Content starts

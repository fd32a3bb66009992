//! Integration tests for the storefront REST API
//!
//! These tests drive the full router against the demo catalog:
//! - Cart lifecycle, merging and quantity updates
//! - Bundle composition and its refusals
//! - Gift eligibility, choice refusal and the random reveal
//! - Checkout, receipts, the submission rate limit and backend failures

use axum::body::Body;
use axum::http::{Request, StatusCode};
use rust_decimal::Decimal;
use serde_json::{json, Value};
use std::sync::Arc;
use tower::util::ServiceExt; // for `oneshot`

use storefront_engine::cart::{AppState, MemoryCartStore};
use storefront_engine::config::AppConfig;
use storefront_engine::data::{Collection, MemoryDataService};
use storefront_engine::demo::seed_catalog;
use storefront_engine::router::create_app_router;

/// Helper function to create a test app instance over the demo catalog
fn create_test_app() -> (axum::Router, Arc<MemoryDataService>) {
    let data = Arc::new(MemoryDataService::new());
    seed_catalog(&data);

    let mut config = AppConfig::default();
    config.retry.max_retries = 0;

    let state = Arc::new(AppState::new(
        config,
        data.clone(),
        Arc::new(MemoryCartStore::new()),
    ));
    (create_app_router(state), data)
}

/// Helper function to send a JSON request and get the response
async fn send(app: &axum::Router, method: &str, uri: &str, body: Option<Value>) -> (StatusCode, Value) {
    let builder = Request::builder().method(method).uri(uri);
    let request = match body {
        Some(body) => builder
            .header("content-type", "application/json")
            .body(Body::from(serde_json::to_string(&body).unwrap()))
            .unwrap(),
        None => builder.body(Body::empty()).unwrap(),
    };

    let response = app.clone().oneshot(request).await.unwrap();
    let status = response.status();

    let body_bytes = axum::body::to_bytes(response.into_body(), usize::MAX)
        .await
        .unwrap();
    let body: Value = serde_json::from_slice(&body_bytes).unwrap_or(json!({}));

    (status, body)
}

fn dec(value: &Value) -> Decimal {
    match value {
        Value::String(s) => s.parse().unwrap(),
        other => other.to_string().parse().unwrap(),
    }
}

async fn new_cart(app: &axum::Router) -> String {
    let (status, body) = send(app, "POST", "/carts", None).await;
    assert_eq!(status, StatusCode::CREATED);
    body["cartId"].as_str().unwrap().to_string()
}

async fn add(app: &axum::Router, cart_id: &str, item: Value) -> (StatusCode, Value) {
    send(app, "POST", &format!("/carts/{cart_id}/items"), Some(item)).await
}

async fn add_perfume_trio(app: &axum::Router, cart_id: &str) -> (StatusCode, Value) {
    send(
        app,
        "POST",
        &format!("/carts/{cart_id}/bundles"),
        Some(json!({ "offerId": "offer-perfume-trio", "productIds": ["p-oud", "p-musk", "p-rose"] })),
    )
    .await
}

fn customer() -> Value {
    json!({
        "name": "نورة",
        "phone": "050 123 4567",
        "city": "الرياض",
        "address": "حي النرجس"
    })
}

#[tokio::test]
async fn test_health() {
    let (app, data) = create_test_app();
    let (status, body) = send(&app, "GET", "/health", None).await;
    assert_eq!(status, StatusCode::OK);
    assert_eq!(body["status"], "ok");

    data.set_offline(true);
    let (status, _) = send(&app, "GET", "/health", None).await;
    assert_eq!(status, StatusCode::SERVICE_UNAVAILABLE);
}

#[tokio::test]
async fn test_create_cart() {
    let (app, _) = create_test_app();

    let generated = new_cart(&app).await;
    assert_eq!(generated.len(), 32);

    let (status, body) = send(&app, "POST", "/carts", Some(json!({ "cartId": "tab-1" }))).await;
    assert_eq!(status, StatusCode::CREATED);
    assert_eq!(body["cartId"], "tab-1");

    let (status, _) = send(&app, "POST", "/carts", Some(json!({ "cartId": "../x" }))).await;
    assert_eq!(status, StatusCode::BAD_REQUEST);

    let (status, body) = send(&app, "GET", "/carts/tab-1", None).await;
    assert_eq!(status, StatusCode::OK);
    assert_eq!(body["items"], json!([]));
    assert_eq!(dec(&body["total"]), Decimal::ZERO);
}

#[tokio::test]
async fn test_add_item_merges_and_applies_discount() {
    let (app, _) = create_test_app();
    let cart_id = new_cart(&app).await;

    let (status, _) = add(&app, &cart_id, json!({ "productId": "p-musk" })).await;
    assert_eq!(status, StatusCode::CREATED);
    let (_, body) = add(&app, &cart_id, json!({ "productId": "p-musk", "quantity": 2 })).await;

    let items = body["items"].as_array().unwrap();
    assert_eq!(items.len(), 1, "same product and options must merge");
    assert_eq!(items[0]["quantity"], 3);
    assert_eq!(dec(&items[0]["unitPrice"]), Decimal::new(855, 1));
    assert_eq!(dec(&body["total"]), Decimal::new(2565, 1));
    assert_eq!(body["itemCount"], 3);

    let (status, _) = add(&app, &cart_id, json!({ "productId": "p-missing" })).await;
    assert_eq!(status, StatusCode::NOT_FOUND);
}

#[tokio::test]
async fn test_product_options_are_checked() {
    let (app, _) = create_test_app();
    let cart_id = new_cart(&app).await;

    let (status, _) = add(&app, &cart_id, json!({ "productId": "p-abaya" })).await;
    assert_eq!(status, StatusCode::UNPROCESSABLE_ENTITY);

    let (status, _) = add(
        &app,
        &cart_id,
        json!({ "productId": "p-abaya", "selectedOptions": { "size": "60", "color": "أسود" } }),
    )
    .await;
    assert_eq!(status, StatusCode::UNPROCESSABLE_ENTITY);

    let abaya = |size: &str| {
        json!({ "productId": "p-abaya", "selectedOptions": { "size": size, "color": "أسود" } })
    };
    add(&app, &cart_id, abaya("54")).await;
    let (status, body) = add(&app, &cart_id, abaya("56")).await;
    assert_eq!(status, StatusCode::CREATED);
    assert_eq!(body["items"].as_array().unwrap().len(), 2, "different sizes stay apart");
    assert_eq!(dec(&body["total"]), Decimal::from(400));
}

#[tokio::test]
async fn test_update_and_remove_lines() {
    let (app, _) = create_test_app();
    let cart_id = new_cart(&app).await;

    let (_, body) = add(&app, &cart_id, json!({ "productId": "p-oud" })).await;
    let line_id = body["items"][0]["id"].as_str().unwrap().to_string();
    let uri = format!("/carts/{cart_id}/items/{line_id}");

    let (status, body) = send(&app, "PATCH", &uri, Some(json!({ "quantity": 4 }))).await;
    assert_eq!(status, StatusCode::OK);
    assert_eq!(dec(&body["total"]), Decimal::from(720));

    let (status, body) = send(&app, "PATCH", &uri, Some(json!({ "quantity": 0 }))).await;
    assert_eq!(status, StatusCode::OK);
    assert_eq!(body["items"], json!([]));

    let (status, _) = send(&app, "DELETE", &uri, None).await;
    assert_eq!(status, StatusCode::NOT_FOUND);

    add(&app, &cart_id, json!({ "productId": "p-amber" })).await;
    let (status, body) = send(&app, "DELETE", &format!("/carts/{cart_id}"), None).await;
    assert_eq!(status, StatusCode::OK);
    assert_eq!(body["itemCount"], 0);
}

#[tokio::test]
async fn test_bundles() {
    let (app, _) = create_test_app();
    let cart_id = new_cart(&app).await;
    let uri = format!("/carts/{cart_id}/bundles");

    let (status, _) = send(
        &app,
        "POST",
        &uri,
        Some(json!({ "offerId": "offer-perfume-trio", "productIds": ["p-oud", "p-musk"] })),
    )
    .await;
    assert_eq!(status, StatusCode::UNPROCESSABLE_ENTITY, "incomplete selection");

    let (status, _) = send(
        &app,
        "POST",
        &uri,
        Some(json!({ "offerId": "offer-perfume-trio", "productIds": ["p-oud", "p-mug", "p-rose"] })),
    )
    .await;
    assert_eq!(status, StatusCode::UNPROCESSABLE_ENTITY, "product outside the pool");

    let (status, _) = send(
        &app,
        "POST",
        &uri,
        Some(json!({ "offerId": "offer-perfume-trio", "productIds": ["p-oud", "p-oud", "p-rose"] })),
    )
    .await;
    assert_eq!(status, StatusCode::UNPROCESSABLE_ENTITY, "duplicate product");

    let (status, body) = send(
        &app,
        "POST",
        &uri,
        Some(json!({
            "offerId": "offer-perfume-trio",
            "productIds": ["p-oud", "p-musk", "p-amber", "p-rose"]
        })),
    )
    .await;
    assert_eq!(status, StatusCode::UNPROCESSABLE_ENTITY, "over the ceiling");
    assert!(body["error"].as_str().unwrap().contains('3'));

    let (status, _) = send(
        &app,
        "POST",
        &uri,
        Some(json!({ "offerId": "offer-missing", "productIds": [] })),
    )
    .await;
    assert_eq!(status, StatusCode::NOT_FOUND);

    let (status, _) = add_perfume_trio(&app, &cart_id).await;
    assert_eq!(status, StatusCode::CREATED);
    let (_, body) = add_perfume_trio(&app, &cart_id).await;

    let offers = body["specialOffers"].as_array().unwrap();
    assert_eq!(offers.len(), 2, "bundle lines never merge");
    assert_eq!(offers[0]["isBundle"], true);
    assert_eq!(offers[0]["bundleDetails"]["products"].as_array().unwrap().len(), 3);
    assert_ne!(offers[0]["id"], offers[1]["id"]);
    assert_eq!(body["regularItems"], json!([]));
    assert_eq!(dec(&body["total"]), Decimal::from(598));
}

#[tokio::test]
async fn test_gift_threshold_and_reveal() {
    let (app, _) = create_test_app();
    let cart_id = new_cart(&app).await;
    let gift_uri = format!("/carts/{cart_id}/gift");
    let reveal_uri = format!("/carts/{cart_id}/gift/reveal");

    add(&app, &cart_id, json!({ "productId": "p-keychain", "quantity": 4 })).await;
    let (status, body) = send(&app, "GET", &gift_uri, None).await;
    assert_eq!(status, StatusCode::OK);
    assert_eq!(body["eligible"], false);
    assert_eq!(dec(&body["progressPercent"]), Decimal::from(50));
    assert_eq!(dec(&body["remaining"]), Decimal::from(100));

    let (status, _) = send(&app, "POST", &reveal_uri, None).await;
    assert_eq!(status, StatusCode::CONFLICT, "below the threshold");

    add_perfume_trio(&app, &cart_id).await;
    let (status, first) = send(&app, "POST", &reveal_uri, None).await;
    assert_eq!(status, StatusCode::OK);
    assert_eq!(first["interim"].as_array().unwrap().len(), 12);
    let pick = first["finalPick"]["candidate"]["id"].as_str().unwrap().to_string();
    assert!(pick == "p-keychain" || pick == "p-mug");

    let (_, second) = send(&app, "POST", &reveal_uri, None).await;
    assert_eq!(second["finalPick"]["candidate"]["id"], pick.as_str(), "draw is not repeated");

    let (_, body) = send(&app, "GET", &gift_uri, None).await;
    assert_eq!(body["eligible"], true);
    assert_eq!(body["selected"]["candidate"]["id"], pick.as_str());

    let (status, _) = send(&app, "POST", &gift_uri, Some(json!({ "candidateId": "p-mug" }))).await;
    assert_eq!(status, StatusCode::CONFLICT, "random promotion refuses a choice");
}

#[tokio::test]
async fn test_checkout_places_order_and_keeps_receipt() {
    let (app, data) = create_test_app();
    let cart_id = new_cart(&app).await;
    let checkout_uri = format!("/carts/{cart_id}/checkout");

    let (status, _) = send(&app, "POST", &checkout_uri, Some(customer())).await;
    assert_eq!(status, StatusCode::BAD_REQUEST, "empty cart");

    add_perfume_trio(&app, &cart_id).await;
    send(&app, "POST", &format!("/carts/{cart_id}/gift/reveal"), None).await;

    let mut bad = customer();
    bad["phone"] = json!("123");
    let (status, body) = send(&app, "POST", &checkout_uri, Some(bad)).await;
    assert_eq!(status, StatusCode::UNPROCESSABLE_ENTITY);
    assert!(body["error"].as_str().unwrap().contains("رقم الجوال"));

    let (status, receipt) = send(&app, "POST", &checkout_uri, Some(customer())).await;
    assert_eq!(status, StatusCode::CREATED);
    assert_eq!(dec(&receipt["total"]), Decimal::from(299));
    assert!(receipt["gift"].is_string());

    let orders = data.snapshot(Collection::Orders);
    assert_eq!(orders.len(), 1);
    assert_eq!(orders[0]["customer_phone"], "0501234567");
    assert_eq!(orders[0]["status"], "pending");
    assert_eq!(orders[0]["items"][0]["is_bundle"], true);
    assert!(orders[0]["gift"].is_object());
    assert_eq!(receipt["orderId"], orders[0]["id"]);
    assert_eq!(data.snapshot(Collection::OrderRateLimits).len(), 1);

    let (_, cart) = send(&app, "GET", &format!("/carts/{cart_id}"), None).await;
    assert_eq!(cart["items"], json!([]));

    let (status, stored) = send(&app, "GET", &format!("/carts/{cart_id}/receipt"), None).await;
    assert_eq!(status, StatusCode::OK);
    assert_eq!(stored["receiptId"], receipt["receiptId"]);
}

#[tokio::test]
async fn test_gift_dropped_when_cart_falls_below_threshold() {
    let (app, data) = create_test_app();
    let cart_id = new_cart(&app).await;

    let (_, body) = add(&app, &cart_id, json!({ "productId": "p-oud", "quantity": 2 })).await;
    let line_id = body["items"][0]["id"].as_str().unwrap().to_string();
    send(&app, "POST", &format!("/carts/{cart_id}/gift/reveal"), None).await;
    send(
        &app,
        "PATCH",
        &format!("/carts/{cart_id}/items/{line_id}"),
        Some(json!({ "quantity": 1 })),
    )
    .await;

    let (status, receipt) = send(&app, "POST", &format!("/carts/{cart_id}/checkout"), Some(customer())).await;
    assert_eq!(status, StatusCode::CREATED);
    assert!(receipt.get("gift").is_none());
    assert!(data.snapshot(Collection::Orders)[0].get("gift").is_none());
}

#[tokio::test]
async fn test_rate_limit_refuses_sixth_order() {
    let (app, _) = create_test_app();
    let cart_id = new_cart(&app).await;
    let checkout_uri = format!("/carts/{cart_id}/checkout");

    for _ in 0..5 {
        add(&app, &cart_id, json!({ "productId": "p-mug" })).await;
        let (status, _) = send(&app, "POST", &checkout_uri, Some(customer())).await;
        assert_eq!(status, StatusCode::CREATED);
    }

    add(&app, &cart_id, json!({ "productId": "p-mug" })).await;
    let (status, body) = send(&app, "POST", &checkout_uri, Some(customer())).await;
    assert_eq!(status, StatusCode::TOO_MANY_REQUESTS);
    assert!(body["error"].as_str().unwrap().contains("30"));

    let (_, cart) = send(&app, "GET", &format!("/carts/{cart_id}"), None).await;
    assert_eq!(cart["itemCount"], 1, "refused order keeps the cart");

    let (status, decision) = send(&app, "GET", "/rate-limit/0501234567", None).await;
    assert_eq!(status, StatusCode::OK);
    assert_eq!(decision["allowed"], false);
    assert_eq!(decision["remaining"], 0);
    assert_eq!(decision["retryAfterMinutes"], 30);

    let (_, other) = send(&app, "GET", "/rate-limit/0559876543", None).await;
    assert_eq!(other["allowed"], true);
    assert_eq!(other["remaining"], 5);
}

#[tokio::test]
async fn test_backend_failure_keeps_cart() {
    let (app, data) = create_test_app();
    let cart_id = new_cart(&app).await;
    add(&app, &cart_id, json!({ "productId": "p-amber" })).await;

    data.set_offline(true);
    let (status, body) = send(&app, "POST", &format!("/carts/{cart_id}/checkout"), Some(customer())).await;
    assert_eq!(status, StatusCode::BAD_GATEWAY);
    assert!(body["error"].as_str().unwrap().contains("لم يتم حذف"));
    data.set_offline(false);

    let (_, cart) = send(&app, "GET", &format!("/carts/{cart_id}"), None).await;
    assert_eq!(cart["itemCount"], 1);
    assert!(data.snapshot(Collection::Orders).is_empty());
}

Content ends

> [Task to carry out] All lines from the top of the data through the line containing "async fn new_cart(app: &axum::Router)" need to be retyped exactly, and nothing more.

> [Output]
repository fd32a3bb66009992
//! Integration tests for the storefront REST API
//!
//! These tests drive the full router against the demo catalog:
//! - Cart lifecycle, merging and quantity updates
//! - Bundle composition and its refusals
//! - Gift eligibility, choice refusal and the random reveal
//! - Checkout, receipts, the submission rate limit and backend failures

use axum::body::Body;
use axum::http::{Request, StatusCode};
use rust_decimal::Decimal;
use serde_json::{json, Value};
use std::sync::Arc;
use tower::util::ServiceExt; // for `oneshot`

use storefront_engine::cart::{AppState, MemoryCartStore};
use storefront_engine::config::AppConfig;
use storefront_engine::data::{Collection, MemoryDataService};
use storefront_engine::demo::seed_catalog;
use storefront_engine::router::create_app_router;

/// Helper function to create a test app instance over the demo catalog
fn create_test_app() -> (axum::Router, Arc<MemoryDataService>) {
    let data = Arc::new(MemoryDataService::new());
    seed_catalog(&data);

    let mut config = AppConfig::default();
    config.retry.max_retries = 0;

    let state = Arc::new(AppState::new(
        config,
        data.clone(),
        Arc::new(MemoryCartStore::new()),
    ));
    (create_app_router(state), data)
}

/// Helper function to send a JSON request and get the response
async fn send(app: &axum::Router, method: &str, uri: &str, body: Option<Value>) -> (StatusCode, Value) {
    let builder = Request::builder().method(method).uri(uri);
    let request = match body {
        Some(body) => builder
            .header("content-type", "application/json")
            .body(Body::from(serde_json::to_string(&body).unwrap()))
            .unwrap(),
        None => builder.body(Body::empty()).unwrap(),
    };

    let response = app.clone().oneshot(request).await.unwrap();
    let status = response.status();

    let body_bytes = axum::body::to_bytes(response.into_body(), usize::MAX)
        .await
        .unwrap();
    let body: Value = serde_json::from_slice(&body_bytes).unwrap_or(json!({}));

    (status, body)
}

fn dec(value: &Value) -> Decimal {
    match value {
        Value::String(s) => s.parse().unwrap(),
        other => other.to_string().parse().unwrap(),
    }
}

async fn new_cart(app: &axum::Router) -> String {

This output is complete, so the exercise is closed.